0

I am using Parse.com's httpRequest to retrieve the source code of a website.

Code:

Parse.Cloud.define("extract_website_simple", function(request, response) 
{
    return Parse.Cloud.httpRequest({url: 'http://bet.hkjc.com/marksix/index.aspx?lang=en' }).then
    (function(httpResponse) 
    {           
        response.success("code=" + httpResponse.text);
        }, 
        function (error) 
    {
        response.error("Error: " + error.code + " " + error.message);
        });
});

Question:

The html code cannot be retrieved. Instead, a ParseException, after loading 10 seconds, is appeared, written as follows:

com.parse.ParseException: i/o failure: java.net.SocketTimeoutException: Read timed out

How could I retrieve it properly without timeout? It seems there is no way to increase the timeout length?

Thanks!

pearmak
  • 4,979
  • 15
  • 64
  • 122

1 Answers1

0

As it it underlined by Parse support in many places like official Q/A, timeouts are low and they are not gonna be changed to keep good performance. Quote:

Héctor Ramos: I think that only two operations can run at any time in Cloud Code, so when you send three queries in parallel, the third one won't start until at least one of the first two has finished. Cloud Functions are not the best tool for long-running operations, and so they are limited to 15 seconds to keep Cloud Code performant for everybody. A better solution for long-running operations should be available shortly.

Official documentation says:

Resource Limits -> Timeouts

Cloud functions will be killed after 15 seconds of wall clock time. beforeSave, afterSave, beforeDelete, and afterDelete functions will be killed after 3 seconds of run time. If a Cloud function or a beforeSave/afterSave/beforeDelete/afterDelete function is called from another Cloud Code call, it will be further limited by the time left in the calling function. For example, if a beforeSave function is triggered by a cloud function after it has run for 13 seconds, the beforeSave function will only have 2 seconds to run, rather than the normal 3 seconds.

So even if pay them thousands of dollars every month they won't allow your function to run more than 10-15 seconds. Parse is not a tool for everything and is very specific. I meet limitations all the time, like lack of support multipart forms with many attachments.

Parse.Cloud.job

In order to support max 15 minutes with Parse request you can choose to work with Background Jobs.
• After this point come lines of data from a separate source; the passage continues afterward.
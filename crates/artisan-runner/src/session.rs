//! A scripted crafting session.
//!
//! One crafter repeats one recipe against in-memory host adapters until the
//! configured attempt count is reached or an attempt is rejected (out of
//! materials, tool worn out). Every station is in reach and every lore and
//! scroll recipe is learned, so the session exercises the success roll rather than the
//! ambient checks.

use std::collections::BTreeMap;
use std::sync::Arc;

use artisan_disciplines::god_crafting::FORGE_OF_THE_GODS;
use artisan_engine::config::SimulationConfig;
use artisan_engine::memory::{
    FixedQuality, InMemoryInventory, InMemorySkills, MessageLog, SimpleTool, SoundLog, StaticEnvironment,
};
use artisan_engine::{
    AttemptReport, AttemptRequest, ContextStore, CraftCatalog, CraftingConfig, DisciplineRegistry, EffectSink, EffectTimers,
    HostServices, SkillStore,
};
use artisan_types::{CrafterId, DisciplineId, ItemType, Lore, Position, QualityTier, SkillName, Station};
use rand::SeedableRng;
use rand::rngs::SmallRng;
use rust_decimal::Decimal;
use serde::Serialize;
use tracing::{debug, info, warn};

use crate::error::RunnerError;

const SKILLS: [SkillName; 10] = [
    SkillName::Blacksmithy,
    SkillName::Cartography,
    SkillName::Alchemy,
    SkillName::Tinkering,
    SkillName::Carpentry,
    SkillName::Tailoring,
    SkillName::Cooking,
    SkillName::Magery,
    SkillName::Mining,
    SkillName::Inscription,
];

const STATIONS: [Station; 6] = [
    Station::Anvil,
    Station::Forge,
    Station::HeatSource,
    Station::Oven,
    Station::Loom,
    Station::Mill,
];

const LORE: [Lore; 4] = [Lore::Glassblowing, Lore::Masonry, Lore::SandMining, Lore::StoneMining];

/// What a session did, printed as JSON when it ends.
#[derive(Debug, Clone, PartialEq, Eq, Serialize)]
pub struct SessionSummary {
    /// Discipline crafted in.
    pub discipline: DisciplineId,
    /// Recipe target.
    pub recipe: ItemType,
    /// Attempts that passed validation.
    pub attempts: u32,
    /// Attempts that produced an item.
    pub successes: u32,
    /// Failed attempts that destroyed materials.
    pub lost_material: u32,
    /// Items by quality tier.
    pub quality: BTreeMap<QualityTier, u32>,
    /// Items carrying the maker's mark.
    pub marked: u32,
    /// Main-skill value when the session ended.
    pub final_skill: Decimal,
    /// Uses left on the tool.
    pub tool_uses: u32,
    /// What the crafter still holds.
    pub remaining: BTreeMap<ItemType, u32>,
    /// Sounds played by the effect timers.
    pub sounds_played: usize,
    /// Why the session stopped early, if it did.
    pub stopped: Option<String>,
}

impl SessionSummary {
    const fn new(discipline: DisciplineId, recipe: ItemType) -> Self {
        Self {
            discipline,
            recipe,
            attempts: 0,
            successes: 0,
            lost_material: 0,
            quality: BTreeMap::new(),
            marked: 0,
            final_skill: Decimal::ZERO,
            tool_uses: 0,
            remaining: BTreeMap::new(),
            sounds_played: 0,
            stopped: None,
        }
    }

    fn record(&mut self, report: &AttemptReport) {
        self.attempts = self.attempts.saturating_add(1);
        if report.lost_material {
            self.lost_material = self.lost_material.saturating_add(1);
        }
        if let Some(tier) = report.quality {
            self.successes = self.successes.saturating_add(1);
            let count = self.quality.entry(tier).or_insert(0);
            *count = count.saturating_add(1);
        }
        if report.makers_mark {
            self.marked = self.marked.saturating_add(1);
        }
    }
}

/// Run `simulation` against the discipline it names.
pub async fn run(
    registry: &DisciplineRegistry,
    crafting: &CraftingConfig,
    simulation: &SimulationConfig,
) -> Result<SessionSummary, RunnerError> {
    let discipline = registry.require(simulation.discipline)?;
    let engine = discipline.engine(crafting);
    let target = ItemType::new(simulation.recipe.as_str());
    let (index, recipe) = engine
        .catalog()
        .find(&target)
        .ok_or_else(|| RunnerError::UnknownRecipe {
            discipline: simulation.discipline,
            target: target.clone(),
        })?;
    let main_skill = engine.policy().profile().main_skill;

    let crafter = CrafterId::new();
    let mut inventory = InMemoryInventory::new();
    for (material, amount) in &simulation.stock {
        inventory.add(crafter, material.as_str(), *amount)?;
    }
    let mut skills = InMemorySkills::from_config(crafting);
    for skill in SKILLS {
        skills.set(crafter, skill, simulation.skill);
    }
    let mut tool = SimpleTool::new(crafter, simulation.tool_uses);
    let mut messenger = MessageLog::default();
    let environment = surroundings(simulation.discipline, engine.catalog());
    let mut quality = FixedQuality(simulation.quality);
    let sounds = Arc::new(SoundLog::default());
    let sink: Arc<dyn EffectSink + Send + Sync> = Arc::<SoundLog>::clone(&sounds);

    let mut contexts = ContextStore::new();
    {
        let context = contexts.get_or_insert(crafter, simulation.discipline);
        context.set_mark_option(simulation.mark);
        context.set_material(simulation.material.as_deref().map(ItemType::new));
    }

    info!(
        crafter = %crafter,
        discipline = %simulation.discipline,
        recipe = %target,
        chance = %engine.chance_for(recipe, simulation.skill),
        attempts = simulation.attempts,
        "session starting"
    );

    let mut rng = SmallRng::seed_from_u64(simulation.seed);
    let mut timers = EffectTimers::new();
    let mut summary = SessionSummary::new(simulation.discipline, target);

    for attempt in 0..simulation.attempts {
        let context = contexts.get_or_insert(crafter, simulation.discipline);
        let request = AttemptRequest::from_context(crafter, index, context);
        let mut host = HostServices {
            skills: &mut skills,
            inventory: &mut inventory,
            tool: &mut tool,
            messenger: &mut messenger,
            environment: &environment,
            effects: sounds.as_ref(),
            quality: &mut quality,
        };
        let report = match engine.attempt(&request, &mut host, &mut rng) {
            Ok(report) => report,
            Err(error) => {
                warn!(attempt, error = %error, "session stopped");
                summary.stopped = Some(error.to_string());
                break;
            }
        };

        debug!(
            attempt,
            failed = report.failed,
            quality = ?report.quality,
            consumed = report.consumed.len(),
            "attempt resolved"
        );
        summary.record(&report);
        timers.schedule(crafter, &report.effects, &sink);
        context.record_attempt(&report, engine.catalog());
    }

    timers.drain().await;

    summary.final_skill = skills.skill(crafter, main_skill);
    summary.tool_uses = tool.uses();
    summary.remaining = inventory
        .holdings(crafter)
        .map(|(material, amount)| (material.clone(), amount))
        .collect();
    summary.sounds_played = sounds.played().len();
    info!(
        attempts = summary.attempts,
        successes = summary.successes,
        messages = messenger.delivered().len(),
        "session finished"
    );
    Ok(summary)
}

/// Every station, lore, and scroll recipe of `catalog`, standing inside the
/// forge of the gods when the discipline needs it.
fn surroundings(discipline: DisciplineId, catalog: &CraftCatalog) -> StaticEnvironment {
    let mut environment = LORE
        .into_iter()
        .fold(StaticEnvironment::default(), StaticEnvironment::with_lore);
    for station in STATIONS {
        environment.add_station(station);
    }
    for recipe_id in catalog.iter().filter_map(|(_, recipe)| recipe.recipe_id) {
        environment.learn_recipe(recipe_id);
    }
    if discipline == DisciplineId::GodCrafting {
        environment.move_to(Some(Position {
            x: FORGE_OF_THE_GODS.min_x,
            y: FORGE_OF_THE_GODS.min_y,
        }));
    }
    environment
}

#[cfg(test)]
#[allow(clippy::unwrap_used)]
mod tests {
    use artisan_engine::ArtisanConfig;

    use super::*;

    fn registry() -> DisciplineRegistry {
        artisan_disciplines::standard_registry().unwrap()
    }

    #[tokio::test(start_paused = true)]
    async fn default_session_runs_to_completion() {
        let config = ArtisanConfig::default();
        let summary = run(&registry(), &config.crafting, &config.simulation).await.unwrap();
        assert_eq!(summary.discipline, DisciplineId::Tinkering);
        assert_eq!(summary.attempts, config.simulation.attempts);
        assert_eq!(summary.stopped, None);
    }

    #[tokio::test(start_paused = true)]
    async fn session_stops_when_materials_run_out() {
        let yaml = "
simulation:
  discipline: blacksmithy
  recipe: PlateGloves
  skill: 120
  attempts: 5
  stock:
    IronIngot: 12
  mark: mark
  quality: exceptional
";
        let config = ArtisanConfig::parse(yaml).unwrap();
        let summary = run(&registry(), &config.crafting, &config.simulation).await.unwrap();
        assert_eq!(summary.attempts, 1);
        assert_eq!(summary.successes, 1);
        assert_eq!(summary.marked, 1);
        assert!(summary.stopped.is_some());
        assert!(summary.remaining.is_empty());
        assert!(summary.sounds_played > 0);
    }

    #[tokio::test(start_paused = true)]
    async fn unknown_recipe_is_an_error() {
        let mut config = ArtisanConfig::default();
        config.simulation.recipe = String::from("Teapot");
        let result = run(&registry(), &config.crafting, &config.simulation).await;
        assert!(matches!(result, Err(RunnerError::UnknownRecipe { .. })));
    }

    #[test]
    fn god_crafting_stands_in_the_forge() {
        let empty = CraftCatalog::new(DisciplineId::GodCrafting);
        let environment = surroundings(DisciplineId::GodCrafting, &empty);
        let crafter = CrafterId::new();
        let position = artisan_engine::Environment::position(&environment, crafter).unwrap();
        assert!(FORGE_OF_THE_GODS.contains(position));
        assert_eq!(
            artisan_engine::Environment::position(&surroundings(DisciplineId::Cooking, &empty), crafter),
            None
        );
    }

    #[test]
    fn scroll_recipes_are_known() {
        use artisan_engine::{RecipeDefinition, ResourceSpec, SkillWindow};

        let mut catalog = CraftCatalog::new(DisciplineId::Tinkering);
        catalog
            .add_recipe(RecipeDefinition::new(
                "Sextant",
                "Tools",
                "Sextant",
                SkillWindow::new(Decimal::ZERO, Decimal::ZERO).unwrap(),
                ResourceSpec::new("IronIngot", "Ingots", 2, "Not enough ingots.").unwrap(),
            ))
            .unwrap()
            .requires_recipe(450)
            .finish();
        let environment = surroundings(DisciplineId::Tinkering, &catalog);
        let crafter = CrafterId::new();
        assert!(artisan_engine::Environment::knows_recipe(&environment, crafter, 450));
        assert!(!artisan_engine::Environment::knows_recipe(&environment, crafter, 451));
    }
}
They support Promises with .then which highly conserves server resources over typical anonymous callbacks.

If you use Free edition you won't love another limit: Apps may have one job running concurrently per 20 req/s in their request limit, so you can run only single Background Job in your app and if you try to open another one: Jobs that are initiated after the maximum concurrent limit has been reached will be terminated immediately. To get 4 background jobs running you will have to pay $700/m with current pricing.


If you need more time or have less money to parse tens of pages at once you can choose different technology to support web scraping. There are many options, personally my favorites are:

Node.js

If you like JavaScript on server side you could try Node.js. To start from basics you could follow schotch.io tutorial.

PHP

Another alternative with thousands of examples is PHP. You could start with tutorial-like answer on stackoverflow itself.

s3m3n
  • 4,187
  • 1
  • 28
  • 24